Can you briefly elaborate on each of these professional goals? See listed above

Can you please elaborate on your respective roles as Provider Experience Specialist and ‘Good Vibes Gathering: Share, Inspire, Grow’ facilitator? 

PES–Soultenders reached out to me and offered me the role of PES (I think almost 2 years ago now). In this role, I reach out to new providers, welcome them to the network and follow up on a monthly basis. During the first three months, I check in with them, reinforce resources as well as direct them to the appropriate group for any questions they may have. Sometimes I can answer them myself; but for the most part they have their PSS (Provider Support Specialist), ongoing support from colleagues and Provider Relations for help as well.

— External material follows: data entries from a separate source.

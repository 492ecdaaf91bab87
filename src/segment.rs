//! Decoder cache and execute segments.
//!
//! An execute segment is an immutable `(bytes, exec_begin, exec_end)` triple plus
//! its decoder cache. `idxend` on the entry slot of each basic block lets the
//! dispatch loop pay PC/counter bookkeeping once per block rather than once per
//! instruction — see `dispatch::run` for the consumer side.

use crate::decode::{self, Bytecode, OperandView};
use crate::fault::Fault;

pub const INSTRUCTION_STRIDE: u64 = 4;

/// Caps a single basic block so a pathological straight-line run (or a
/// decoder desync on fuzzed bytes) can't grow an unbounded block.
pub const MAX_BLOCK_LEN: usize = 256;

#[derive(Clone, Copy, Debug)]
pub struct Slot {
    pub bytecode: Bytecode,
    pub operand: OperandView,
    /// Distance, in slots, from this slot to its block's terminator slot.
    pub idxend: u32,
}

#[derive(Clone)]
pub struct ExecuteSegment {
    pub exec_begin: u64,
    pub exec_end: u64,
    bytes: Vec<u8>,
    slots: Vec<Slot>,
    rewriter_enabled: bool,
}

impl ExecuteSegment {
    /// Builds a segment from `bytes`, which must cover `[exec_begin, exec_end)`.
    pub fn build(
        exec_begin: u64,
        bytes: Vec<u8>,
        rewriter_enabled: bool,
    ) -> Result<Self, Fault> {
        if bytes.len() as u64 % INSTRUCTION_STRIDE != 0 {
            return Err(Fault::InvalidProgram {
                reason: "execute segment length is not a multiple of the instruction stride",
            });
        }
        let exec_end = exec_begin + bytes.len() as u64;
        let count = bytes.len() / INSTRUCTION_STRIDE as usize;
        let mut slots = Vec::with_capacity(count);

        for i in 0..count {
            let off = i * INSTRUCTION_STRIDE as usize;
            let word = u32::from_le_bytes(bytes[off..off + 4].try_into().unwrap());
            let bytecode = decode::decode(word);
            let operand = if rewriter_enabled {
                decode::rewrite(bytecode, word).unwrap_or(OperandView::Raw(word))
            } else {
                OperandView::Raw(word)
            };
            slots.push(Slot {
                bytecode,
                operand,
                idxend: 0,
            });
        }

        let mut block_start = 0usize;
        for i in 0..count {
            let is_terminator = slots[i].bytecode.terminates_block()
                || i - block_start + 1 >= MAX_BLOCK_LEN
                || i + 1 == count;
            if is_terminator {
                for (j, slot) in slots[block_start..=i].iter_mut().enumerate() {
                    slot.idxend = (i - block_start - j) as u32;
                }
                block_start = i + 1;
            }
        }

        log::debug!(
            "execute segment [{exec_begin:#x}, {exec_end:#x}) decoded: {count} slots",
        );

        Ok(ExecuteSegment {
            exec_begin,
            exec_end,
            bytes,
            slots,
            rewriter_enabled,
        })
    }

    pub fn contains(&self, pc: u64) -> bool {
        pc >= self.exec_begin && pc < self.exec_end
    }

    pub fn slot_index(&self, pc: u64) -> usize {
        ((pc - self.exec_begin) / INSTRUCTION_STRIDE) as usize
    }

    pub fn slot(&self, pc: u64) -> &Slot {
        &self.slots[self.slot_index(pc)]
    }

    pub fn slots(&self) -> &[Slot] {
        &self.slots
    }

    pub fn bytes(&self) -> &[u8] {
        &self.bytes
    }

    pub fn rewriter_enabled(&self) -> bool {
        self.rewriter_enabled
    }
}

/// Holds the non-overlapping execute segments currently installed in a machine.
#[derive(Default)]
pub struct SegmentTable {
    segments: Vec<ExecuteSegment>,
}

impl SegmentTable {
    pub fn new() -> Self {
        SegmentTable {
            segments: Vec::new(),
        }
    }

    pub fn insert(&mut self, segment: ExecuteSegment) -> usize {
        let idx = self.segments.len();
        self.segments.push(segment);
        idx
    }

    pub fn segment_for(&self, pc: u64) -> Option<usize> {
        self.segments.iter().position(|s| s.contains(pc))
    }

    pub fn get(&self, index: usize) -> &ExecuteSegment {
        &self.segments[index]
    }

    pub fn len(&self) -> usize {
        self.segments.len()
    }

    pub fn is_empty(&self) -> bool {
        self.segments.is_empty()
    }

    pub fn fork(&self) -> SegmentTable {
        SegmentTable {
            segments: self.segments.clone(),
        }
    }
}

#[cfg(test)]
mod tests {
    use super::*;

    fn li_a0_666_li_a7_93_jr_back() -> Vec<u8> {
        let li_a0 = (666u32 << 20) | (10 << 7) | 0x13;
        let li_a7 = (93u32 << 20) | (17 << 7) | 0x13;
        let jr_back: u32 = 0xffdf_f06f; // jal x0, -4
        let mut bytes = Vec::new();
        bytes.extend_from_slice(&li_a0.to_le_bytes());
        bytes.extend_from_slice(&li_a7.to_le_bytes());
        bytes.extend_from_slice(&jr_back.to_le_bytes());
        bytes
    }

    #[test]
    fn single_block_has_matching_idxend_chain() {
        let seg = ExecuteSegment::build(0x1000, li_a0_666_li_a7_93_jr_back(), false).unwrap();
        assert_eq!(seg.slots().len(), 3);
        assert_eq!(seg.slots()[0].idxend, 2);
        assert_eq!(seg.slots()[1].idxend, 1);
        assert_eq!(seg.slots()[2].idxend, 0);
        assert!(seg.slots()[2].bytecode.terminates_block());
    }

    #[test]
    fn decoding_twice_is_deterministic() {
        let bytes = li_a0_666_li_a7_93_jr_back();
        let a = ExecuteSegment::build(0x1000, bytes.clone(), false).unwrap();
        let b = ExecuteSegment::build(0x1000, bytes, false).unwrap();
        for (sa, sb) in a.slots().iter().zip(b.slots()) {
            assert_eq!(sa.bytecode, sb.bytecode);
            assert_eq!(sa.idxend, sb.idxend);
        }
    }
}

Good Vibes Gathering channel – Soultenders asked if I would do this because they noticed a text I wrote one day and all of the responses and positive interactions among the team. So, I drop a prompt about once a week to incite and inspire conversation around that prompt. It’s meant to build each other up and extend/share community and support.

During our initial conversation, you shared with me the following: “I come from a place of not knowing… I think that’s very powerful”.

What does this mean to you? 

As therapists, of course we know stuff. We know how to be therapists legally, ethically and therapeutically.
But more deeply, if I come from a place of not knowing, I can be curious, unbiased, accepting and empathetic. If I think I know what the client needs and wants I’m creating my story, rather than allowing them to create and discover their own story. This is for all clients- individual, couples, LGBTQI and people of color. If I come from a place of not knowing I can have a heart of learning so that I can be more apt to offer help as their therapist. It allows me to step back and ask questions and notice differences. I believe this empowers the client and builds trust. With couples, if I come from a place of not knowing, I can hold hope for couples instead of transferring or projecting my own failed relationship experiences on them. An interesting domain is spirituality and religion. As a previous Christian (no longer practicing), I connect to the idea that rather than judge my clients who are religious I can rest in their presence and allow them to embrace their beliefs for comfort and resourcing.  If I come from a place of not knowing I can BE with THEM and not project myself onto them.

16. What are your hobbies/interests? How do you decompress?

Turning off my computer, walking, doing floor exercises, yoga, watching movies, listening to music and spending quality time with an individual friend or family member are things I love to do. Having loving, introspective conversations  while sitting on the floor with my grand kids is also amazing.   I also love taking road trips, hitting the road (impromptu), stopping for snacks, listening to music or podcasts, seeing the sites, drinking coffee – alone or with someone. I like myself enough to do things on my own; I kind of like the adventure.